PEGs don't have this problem right? Linear time over length of input? Though I guess most peg libraries probably aren't "pure" pegs to get around its limitations and may reintroduce this issue?

o11c · 5 months ago

No, PEG is prone to exactly this in its default form. Parser combinator usually means something PEG-ish anyway.

If you memoize (packrat), it improves to polynomial time (not sure what, but it's not linear; that's false advertising and a fraudulent claim), but you're still stuck with the vulnerability to bugs in the grammar.

A better idea is to create a parser-combinator-style API on top of an LL or LR backend, for guaranteed linear time and only enough stack space for the deepest part of the AST.

yen223 · 5 months ago

PEGs don't have this problem only because they place restrictions on the grammar.

In practice, this isn't a problem, but it does require you write grammar rules in a specific way (e.g. no left-recursion)

vrighter · 5 months ago

Only if a packrat parser is implemented, which requires a lot of memory.

Deleted Comment

thaumasiotes · 5 months ago

Only PCREs are exponential time, in service of a feature you basically never need. Regexes are always linear time.

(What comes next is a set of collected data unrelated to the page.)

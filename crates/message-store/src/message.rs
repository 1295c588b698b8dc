use common::{MessageId, stream};
use repository::{MessageEnvelope, Metadata};
use serde::Serialize;
use serde_json::Value;

use crate::error::MessageError;

/// A command addressed to the single handler of a category.
///
/// Commands target the stream `"{category}:command"`. The `position` and
/// `global_position` fields are zero on the producer side and populated
/// when a command is decoded from a stored envelope.
#[derive(Debug, Clone, PartialEq)]
pub struct Command {
    pub id: MessageId,
    pub message_type: String,
    pub category: String,
    pub caused_by_id: Option<String>,
    pub owner_id: Option<String>,
    pub data: Value,
    pub position: i64,
    pub global_position: i64,
}

impl Command {
    /// Creates a command with a raw JSON payload.
    pub fn new(
        id: MessageId,
        message_type: impl Into<String>,
        category: impl Into<String>,
        data: Value,
    ) -> Self {
        Self {
            id,
            message_type: message_type.into(),
            category: category.into(),
            caused_by_id: None,
            owner_id: None,
            data,
            position: 0,
            global_position: 0,
        }
    }

    /// Creates a command by serializing `data` to JSON.
    pub fn with_data<T: Serialize>(
        id: MessageId,
        message_type: impl Into<String>,
        category: impl Into<String>,
        data: &T,
    ) -> Result<Self, MessageError> {
        let data = serde_json::to_value(data).map_err(MessageError::UnserializableData)?;
        Ok(Self::new(id, message_type, category, data))
    }

    /// The stream this command targets.
    pub fn stream_name(&self) -> String {
        stream::command_stream(&self.category)
    }

    /// Validates the command and converts it into a storage envelope.
    pub fn to_envelope(&self) -> Result<MessageEnvelope, MessageError> {
        validate_parts(&self.message_type, &self.category, self.id, &self.data)?;

        Ok(MessageEnvelope::builder()
            .id(self.id)
            .message_type(self.message_type.as_str())
            .stream_name(self.stream_name())
            .data(self.data.clone())
            .metadata(Metadata {
                correlation_id: None,
                caused_by_id: self.caused_by_id.clone(),
                owner_id: self.owner_id.clone(),
            })
            .build())
    }
}

/// An event recorded on an entity stream, consumed by many.
///
/// Events target the stream `"{category}-{entityId}"`.
#[derive(Debug, Clone, PartialEq)]
pub struct Event {
    pub id: MessageId,
    pub message_type: String,
    pub category: String,
    pub entity_id: String,
    pub caused_by_id: Option<String>,
    pub owner_id: Option<String>,
    pub data: Value,
    pub position: i64,
    pub global_position: i64,
}

impl Event {
    /// Creates an event with a raw JSON payload.
    pub fn new(
        id: MessageId,
        message_type: impl Into<String>,
        category: impl Into<String>,
        entity_id: impl Into<String>,
        data: Value,
    ) -> Self {
        Self {
            id,
            message_type: message_type.into(),
            category: category.into(),
            entity_id: entity_id.into(),
            caused_by_id: None,
            owner_id: None,
            data,
            position: 0,
            global_position: 0,
        }
    }

    /// Creates an event by serializing `data` to JSON.
    pub fn with_data<T: Serialize>(
        id: MessageId,
        message_type: impl Into<String>,
        category: impl Into<String>,
        entity_id: impl Into<String>,
        data: &T,
    ) -> Result<Self, MessageError> {
        let data = serde_json::to_value(data).map_err(MessageError::UnserializableData)?;
        Ok(Self::new(id, message_type, category, entity_id, data))
    }

    /// The stream this event targets.
    pub fn stream_name(&self) -> String {
        stream::entity_stream(&self.category, &self.entity_id)
    }

    /// Validates the event and converts it into a storage envelope.
    pub fn to_envelope(&self) -> Result<MessageEnvelope, MessageError> {
        validate_parts(&self.message_type, &self.category, self.id, &self.data)?;
        if self.entity_id.is_empty() {
            return Err(MessageError::MissingEntityId);
        }

        Ok(MessageEnvelope::builder()
            .id(self.id)
            .message_type(self.message_type.as_str())
            .stream_name(self.stream_name())
            .data(self.data.clone())
            .metadata(Metadata {
                correlation_id: None,
                caused_by_id: self.caused_by_id.clone(),
                owner_id: self.owner_id.clone(),
            })
            .build())
    }
}

fn validate_parts(
    message_type: &str,
    category: &str,
    id: MessageId,
    data: &Value,
) -> Result<(), MessageError> {
    if message_type.is_empty() {
        return Err(MessageError::MissingType);
    }
    if category.is_empty() {
        return Err(MessageError::MissingCategory);
    }
    if category.contains('-') {
        return Err(MessageError::InvalidCategory);
    }
    if id.is_nil() {
        return Err(MessageError::MissingId);
    }
    if data.is_null() {
        return Err(MessageError::MissingData);
    }
    Ok(())
}

/// A message read from or written to the store.
///
/// The variant is determined by the shape of the stream name: a
/// `":command"` suffix marks a command, a hyphen marks an entity stream
/// event, and anything else (position streams, ad hoc streams) is carried
/// through as [`Message::Unknown`] with its raw envelope.
#[derive(Debug, Clone, PartialEq)]
pub enum Message {
    Command(Command),
    Event(Event),
    Unknown(MessageEnvelope),
}

impl Message {
    /// The message type tag used to route handlers and reducers.
    pub fn message_type(&self) -> &str {
        match self {
            Message::Command(command) => &command.message_type,
            Message::Event(event) => &event.message_type,
            Message::Unknown(envelope) => &envelope.message_type,
        }
    }

    /// The position of this message within its stream.
    pub fn position(&self) -> i64 {
        match self {
            Message::Command(command) => command.position,
            Message::Event(event) => event.position,
            Message::Unknown(envelope) => envelope.position,
        }
    }

    /// The position of this message across all streams.
    pub fn global_position(&self) -> i64 {
        match self {
            Message::Command(command) => command.global_position,
            Message::Event(event) => event.global_position,
            Message::Unknown(envelope) => envelope.global_position,
        }
    }

    /// Validates the message and converts it into a storage envelope.
    pub fn to_envelope(&self) -> Result<MessageEnvelope, MessageError> {
        match self {
            Message::Command(command) => command.to_envelope(),
            Message::Event(event) => event.to_envelope(),
            Message::Unknown(envelope) => Ok(envelope.clone()),
        }
    }

    /// Classifies a stored envelope into a command, event or unknown message.
    pub fn from_envelope(envelope: &MessageEnvelope) -> Message {
        if stream::is_command_stream(&envelope.stream_name) {
            return Message::Command(Command {
                id: envelope.id,
                message_type: envelope.message_type.clone(),
                category: stream::category_of(&envelope.stream_name).to_string(),
                caused_by_id: envelope.metadata.caused_by_id.clone(),
                owner_id: envelope.metadata.owner_id.clone(),
                data: envelope.data.clone(),
                position: envelope.position,
                global_position: envelope.global_position,
            });
        }

        if let Some(entity_id) = stream::entity_id_of(&envelope.stream_name) {
            return Message::Event(Event {
                id: envelope.id,
                message_type: envelope.message_type.clone(),
                category: stream::category_of(&envelope.stream_name).to_string(),
                entity_id: entity_id.to_string(),
                caused_by_id: envelope.metadata.caused_by_id.clone(),
                owner_id: envelope.metadata.owner_id.clone(),
                data: envelope.data.clone(),
                position: envelope.position,
                global_position: envelope.global_position,
            });
        }

        Message::Unknown(envelope.clone())
    }
}

impl From<Command> for Message {
    fn from(command: Command) -> Self {
        Message::Command(command)
    }
}

impl From<Event> for Message {
    fn from(event: Event) -> Self {
        Message::Event(event)
    }
}

#[cfg(test)]
mod tests {
    use super::*;
    use serde_json::json;

    fn command() -> Command {
        Command::new(MessageId::new(), "PlaceOrder", "order", json!({"total": 42}))
    }

    fn event() -> Event {
        Event::new(
            MessageId::new(),
            "OrderPlaced",
            "order",
            "abc123",
            json!({"total": 42}),
        )
    }

    #[test]
    fn command_envelope_targets_command_stream() {
        let envelope = command().to_envelope().unwrap();
        assert_eq!(envelope.stream_name, "order:command");
        assert_eq!(envelope.stream_category, "order");
        assert_eq!(envelope.message_type, "PlaceOrder");
    }

    #[test]
    fn event_envelope_targets_entity_stream() {
        let envelope = event().to_envelope().unwrap();
        assert_eq!(envelope.stream_name, "order-abc123");
        assert_eq!(envelope.stream_category, "order");
    }

    #[test]
    fn envelope_carries_causation_and_ownership() {
        let mut command = command();
        command.caused_by_id = Some("cause-1".to_string());
        command.owner_id = Some("owner-1".to_string());

        let envelope = command.to_envelope().unwrap();
        assert_eq!(envelope.metadata.caused_by_id.as_deref(), Some("cause-1"));
        assert_eq!(envelope.metadata.owner_id.as_deref(), Some("owner-1"));
        assert_eq!(envelope.metadata.correlation_id, None);
    }

    #[test]
    fn missing_type_is_rejected() {
        let mut command = command();
        command.message_type.clear();
        assert!(matches!(
            command.to_envelope(),
            Err(MessageError::MissingType)
        ));
    }

    #[test]
    fn missing_category_is_rejected() {
        let mut command = command();
        command.category.clear();
        assert!(matches!(
            command.to_envelope(),
            Err(MessageError::MissingCategory)
        ));
    }

    #[test]
    fn hyphenated_category_is_rejected() {
        let mut command = command();
        command.category = "foo-bar".to_string();
        assert!(matches!(
            command.to_envelope(),
            Err(MessageError::InvalidCategory)
        ));

        let mut event = event();
        event.category = "foo-bar".to_string();
        assert!(matches!(
            event.to_envelope(),
            Err(MessageError::InvalidCategory)
        ));
    }

    #[test]
    fn nil_id_is_rejected() {
        let mut command = command();
        command.id = MessageId::nil();
        assert!(matches!(command.to_envelope(), Err(MessageError::MissingId)));
    }

    #[test]
    fn null_data_is_rejected() {
        let mut command = command();
        command.data = Value::Null;
        assert!(matches!(
            command.to_envelope(),
            Err(MessageError::MissingData)
        ));
    }

    #[test]
    fn empty_entity_id_is_rejected() {
        let mut event = event();
        event.entity_id.clear();
        assert!(matches!(
            event.to_envelope(),
            Err(MessageError::MissingEntityId)
        ));
    }

    #[test]
    fn with_data_serializes_payloads() {
        #[derive(Serialize)]
        struct Payload {
            total: u32,
        }

        let command =
            Command::with_data(MessageId::new(), "PlaceOrder", "order", &Payload { total: 7 })
                .unwrap();
        assert_eq!(command.data, json!({"total": 7}));
    }

    #[test]
    fn with_data_rejects_unserializable_payloads() {
        // maps with non-string keys cannot become JSON objects
        let bad: std::collections::HashMap<Vec<u8>, u32> =
            [(vec![1u8], 1u32)].into_iter().collect();
        let result = Command::with_data(MessageId::new(), "PlaceOrder", "order", &bad);
        assert!(matches!(result, Err(MessageError::UnserializableData(_))));
    }

    #[test]
    fn command_roundtrips_through_envelope() {
        let mut original = command();
        original.caused_by_id = Some("cause-1".to_string());
        let mut envelope = original.to_envelope().unwrap();
        envelope.position = 4;
        envelope.global_position = 90;

        let decoded = Message::from_envelope(&envelope);
        match decoded {
            Message::Command(decoded) => {
                assert_eq!(decoded.id, original.id);
                assert_eq!(decoded.category, "order");
                assert_eq!(decoded.caused_by_id.as_deref(), Some("cause-1"));
                assert_eq!(decoded.position, 4);
                assert_eq!(decoded.global_position, 90);
            }
            other => panic!("expected a command, got {other:?}"),
        }
    }

    #[test]
    fn event_roundtrips_through_envelope() {
        let original = event();
        let envelope = original.to_envelope().unwrap();

        match Message::from_envelope(&envelope) {
            Message::Event(decoded) => {
                assert_eq!(decoded.entity_id, "abc123");
                assert_eq!(decoded.category, "order");
                assert_eq!(decoded.data, original.data);
            }
            other => panic!("expected an event, got {other:?}"),
        }
    }

    #[test]
    fn entity_id_with_hyphens_survives_classification() {
        let original = Event::new(
            MessageId::new(),
            "OrderPlaced",
            "order",
            "3b30e754-9e04-4fde-a2f9-0e2a7dbb7a58",
            json!({}),
        );
        let envelope = original.to_envelope().unwrap();
        match Message::from_envelope(&envelope) {
            Message::Event(decoded) => {
                assert_eq!(decoded.entity_id, "3b30e754-9e04-4fde-a2f9-0e2a7dbb7a58");
            }
            other => panic!("expected an event, got {other:?}"),
        }
    }

    #[test]
    fn position_stream_envelopes_classify_as_unknown() {
        let envelope = MessageEnvelope::builder()
            .message_type("PositionCommitted")
            .stream_name("reporting+position")
            .data(json!({"position": 7}))
            .build();

        assert!(matches!(
            Message::from_envelope(&envelope),
            Message::Unknown(_)
        ));
    }
}
//! Handler trait dispatched by subscriptions.

use async_trait::async_trait;
use message_store::Message;

use crate::error::HandlerError;

/// Processes messages of a single type delivered by a subscription.
///
/// Handlers run on the polling task, one message at a time, in stream
/// order. A slow handler stalls its subscriber. Because a crash can replay
/// everything after the last committed position, handlers must be
/// idempotent.
#[async_trait]
pub trait MessageHandler: Send + Sync {
    /// The message type this handler responds to.
    fn message_type(&self) -> &str;

    /// Processes one message. Returning an error halts the batch; the
    /// failing message is re-delivered on the next poll.
    async fn process(&self, message: &Message) -> Result<(), HandlerError>;
}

They can take exponential space, though, so I'm not sure why knowing you'll be able to process the data in linear time is supposed to keep you safe.

moregrist · 5 months ago

It’s not only PCRE. Any dialect with back references will require a backtracking engine that can go exponential with the wrong expression and input.

This includes most flavors of regexp you find in the wild: Python’s re module, JavaScript regular expressions, Ruby’s regular expressions, Perl, PCRE, and even basic and extended REs used in grep.

Russ Cox has written some very accessible posts on the linear (in input) properties of NFAs and the equivalence of Thompson regular expressions [0]. There’s also quite a bit of literature on the Glushkov construction of regular expressions (and its NFA equivalence) [1] that’s worth reading if you find the topic interesting.

Both Go and Rust have non-backtracking regular expression libraries, and you can find solid non-backtracking C and C++ libraries for regular expressions (eg: libfsm and Hyperscan).

0: https://swtch.com/~rsc/regexp/ 1: My favorite is _Flexible Pattern Matching Strings: Practical On-Line Search Algorithms for Texts and Biological Sequences_ by Gonzalo Navarro

pjscott · 5 months ago

This depends on the implementation of the regex engine; most are potentially superlinear in time, since that’s the easiest way of doing it, and quite fast until suddenly it isn’t. I always check the algorithm being used before I use regular expressions in production. I was surprised how many use a recursive descent strategy!

(Also, BTW, you can deal with the exponential space issue by using an NFA instead of a DFA – it’s slower that way, but the memory space required is reliably linearly proportional to the size of the regex.)

dullcrisp · 5 months ago

I don’t believe space > time is possible on a Turing machine?

masklinn · 5 months ago

> Only PCREs are exponential time, in service of a feature you basically never need. Regexes are always linear time.

Any re dialect which supports backtracking necessarily has a non-linear worst case, and while a select few have very high resilience against exponential backtracking (e.g. never managed to make postgres fall over) most can be made to fail with a pattern a few characters long.

FA-based engines are getting more popular, but they’re far from universal.